The network is all a single subnet with 4 Netgear FSM750s switches. 2 of the switches in the rack with the servers, the other two in different areas of the building. The 2 remote switches are connected to the main server room switch through the GB ports, one fiber (gbic) one copper. (side note.... although we have never had trouble with the main switch till now we spent weeks trying to get the second gbic to work with the fiber run we have in place and were not able to get it going... this despite having the line tested for loss and going through multiple gbic adapters etc, etc hence the one copper backbone)
There are a minimal number of other switches or hubs, and just a single WAP we turn on occasionally to provide wireless connectivity to a conference room.

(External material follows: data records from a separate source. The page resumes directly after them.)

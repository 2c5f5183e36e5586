//! Cloud CLI tunnel bastion.
//!
//! There is no persistent socket to a cloud bastion. "Connecting" runs
//! two preflight checks against the operator's workstation (CLI present,
//! identity authenticated) and every command is a fresh `gcloud compute
//! ssh` subprocess. Auth failures therefore surface as command failures,
//! not connect failures.

use std::process::Stdio;
use std::time::Duration;

use async_trait::async_trait;
use tokio::process::Command;
use tokio::time::timeout;
use tracing::{debug, info, warn};

use crate::config::{BastionDescriptor, BastionEndpoint, LimitsConfig};
use crate::error::{ConnectError, ExecError, PreflightError};
use crate::ports::bastion::{BastionConnector, CommandOutput};

const DEFAULT_CLOUD_CLI: &str = "gcloud";

pub struct CloudTunnelBastion {
    descriptor: BastionDescriptor,
    limits: LimitsConfig,
    instance: String,
    zone: String,
    project: String,
    cli: String,
    connected: bool,
}

impl CloudTunnelBastion {
    /// Build a tunnel for a cloud endpoint.
    ///
    /// # Errors
    ///
    /// Returns an error if the descriptor does not carry a cloud tunnel
    /// endpoint.
    pub fn new(
        descriptor: BastionDescriptor,
        limits: LimitsConfig,
    ) -> Result<Self, ConnectError> {
        let BastionEndpoint::CloudTunnel {
            instance,
            zone,
            project,
        } = &descriptor.endpoint
        else {
            return Err(ConnectError::Transport {
                host: descriptor.name.clone(),
                reason: "endpoint is not a cloud tunnel".to_string(),
            });
        };

        let instance = instance.clone();
        let zone = zone.clone();
        let project = project.clone();

        Ok(Self {
            descriptor,
            limits,
            instance,
            zone,
            project,
            cli: DEFAULT_CLOUD_CLI.to_string(),
            connected: false,
        })
    }

    /// Override the cloud CLI binary. Test hook.
    #[cfg(test)]
    fn with_cli(mut self, cli: &str) -> Self {
        self.cli = cli.to_string();
        self
    }

    /// Run one preflight subprocess under the preflight timeout, returning
    /// its stdout on success.
    async fn preflight_output(&self, args: &[&str]) -> Result<String, PreflightError> {
        let preflight_timeout = Duration::from_secs(self.limits.preflight_timeout_seconds);
        let result = timeout(
            preflight_timeout,
            Command::new(&self.cli)
                .args(args)
                .stdin(Stdio::null())
                .output(),
        )
        .await;

        match result {
            Ok(Ok(output)) if output.status.success() => {
                Ok(String::from_utf8_lossy(&output.stdout).into_owned())
            }
            Ok(Ok(output)) => {
                debug!(
                    cli = %self.cli,
                    code = ?output.status.code(),
                    "Cloud CLI preflight returned non-zero"
                );
                Err(PreflightError::MissingCli {
                    binary: self.cli.clone(),
                })
            }
            Ok(Err(e)) => {
                debug!(cli = %self.cli, error = %e, "Cloud CLI preflight failed to spawn");
                Err(PreflightError::MissingCli {
                    binary: self.cli.clone(),
                })
            }
            Err(_) => {
                warn!(cli = %self.cli, "Cloud CLI preflight timed out");
                Err(PreflightError::MissingCli {
                    binary: self.cli.clone(),
                })
            }
        }
    }

    /// Hand the terminal to an interactive session on the bastion VM. The
    /// subprocess inherits stdio; control returns when it exits.
    ///
    /// # Errors
    ///
    /// Returns an error if preflights have not passed or the CLI cannot
    /// be spawned.
    pub async fn interactive_shell(&mut self) -> Result<(), ExecError> {
        if !self.connected {
            return Err(ExecError::NotConnected);
        }

        let status = Command::new(&self.cli)
            .args(["compute", "ssh", &self.instance])
            .arg(format!("--zone={}", self.zone))
            .arg(format!("--project={}", self.project))
            .status()
            .await
            .map_err(|e| ExecError::Transport {
                reason: format!("Failed to start cloud CLI: {e}"),
            })?;

        if !status.success() {
            debug!(instance = %self.instance, code = ?status.code(), "Interactive cloud session ended with non-zero status");
        }
        Ok(())
    }
}

#[async_trait]
impl BastionConnector for CloudTunnelBastion {
    fn descriptor(&self) -> &BastionDescriptor {
        &self.descriptor
    }

    fn is_connected(&self) -> bool {
        self.connected
    }

    async fn connect(&mut self) -> Result<(), ConnectError> {
        if self.connected {
            return Ok(());
        }

        debug!(cli = %self.cli, "Checking cloud CLI");
        self.preflight_output(&["--version"]).await?;

        debug!(cli = %self.cli, "Checking cloud identity");
        let accounts = self
            .preflight_output(&[
                "auth",
                "list",
                "--filter=status:ACTIVE",
                "--format=value(account)",
            ])
            .await?;
        if accounts.trim().is_empty() {
            return Err(PreflightError::NotAuthenticated {
                hint: format!("{} auth login", self.cli),
            }
            .into());
        }

        info!(
            bastion = %self.descriptor.name,
            instance = %self.instance,
            zone = %self.zone,
            "Cloud bastion preflights passed"
        );
        self.connected = true;
        Ok(())
    }

    async fn execute(&mut self, command: &str) -> Result<CommandOutput, ExecError> {
        if !self.connected {
            return Err(ExecError::NotConnected);
        }

        let start = std::time::Instant::now();
        let command_timeout = Duration::from_secs(self.limits.command_timeout_seconds);

        let mut child = Command::new(&self.cli)
            .args(["compute", "ssh", &self.instance])
            .arg(format!("--zone={}", self.zone))
            .arg(format!("--project={}", self.project))
            .arg("--")
            .arg(command)
            .stdin(Stdio::null())
            .stdout(Stdio::piped())
            .stderr(Stdio::piped())
            .spawn()
            .map_err(|e| ExecError::Transport {
                reason: format!("Failed to start cloud CLI: {e}"),
            })?;

        let output = match timeout(command_timeout, child.wait_with_output()).await {
            Ok(Ok(output)) => output,
            Ok(Err(e)) => {
                return Err(ExecError::Transport {
                    reason: e.to_string(),
                });
            }
            Err(_) => {
                return Err(ExecError::Timeout {
                    seconds: self.limits.command_timeout_seconds,
                });
            }
        };

        #[expect(clippy::cast_possible_truncation)]
        let duration_ms = start.elapsed().as_millis() as u64;
        let stdout = String::from_utf8_lossy(&output.stdout).into_owned();
        let stderr = String::from_utf8_lossy(&output.stderr).into_owned();

        if !output.status.success() {
            return Err(ExecError::Remote { stderr });
        }

        #[expect(clippy::cast_sign_loss)]
        let exit_code = output.status.code().unwrap_or(0) as u32;

        Ok(CommandOutput {
            stdout,
            stderr,
            exit_code,
            duration_ms,
        })
    }

    async fn disconnect(&mut self) {
        // Nothing persistent to tear down.
        self.connected = false;
    }
}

Everything worked fine untill recently when we added the 4th FSM750s into the rack in the server room. This was done to pick up some extra runs and accomadate new clients. (there was previously a small 'dumb' netgear switch that was connected to the main switch through a patch cable and this new switch replaced that one.)
We first tried to add the new switch to the main switch as a slave, through the rear stacking port. This resulted in us not being able to access the main switch from the web control panel and we were also not able to ping the switch on the network, althoug it appeared to be working normally. We connecet throught the console and the IP was the same as it had been previously (192.168.1.30, a static address in our set aside range for network equipment). Although we could manage the switch through the console, we could not see the slave switch in the console.
After trying different IPs and various other solutions, we disconnected the stacking cable and just connected the new switch to main switch as a temporaty work around. Everything seemed to be working again and we could now access the main switch again from the web control panel. (the two are connected with a patch cable)
After about 24-48 hours, we had a broadcast storm and had to reset the switch. The next day it happened again. We began to troubleshoot and covered all the obvious areas, eliminating what we could. Every day, about once a day, usually over night, the switch becomes unusable due to a broadcast storm.
Things we have tried:
resetting to factory defaults
removing the second switch
turning off port mirroring (our internet filtering software Ifilter)
double checking our anti virus software
looking for kids plugging patch cables into multiple jacks (it is a school)
looking for unauthorized machines
At this point I have begun to use some packet sniffing software to try and see what is actually going on but the problem seems very intermitent. I have noticed a lot of traffic on ports 137-138-139 inside the network but I don't have historical data to compare against to see if this is normal. Traffic does not seem to originate from a single source, I haven't even been able to find out which part of the network it is coming from.
In the past we never had problems with the network, it was always very solid (with the exception of the fiber which we never figured out)
We have recently taken down a norton anti virus server and switched to avg - norton hasn't been removed from all the clients but i can't believe this is the problem.
My questions are:
What is the likely hood that this is a bad switch?
Is there a virus that i may be missing?
what should i be looking for in captured packets?
what could cause a network storm on a regular but widely spaced interval?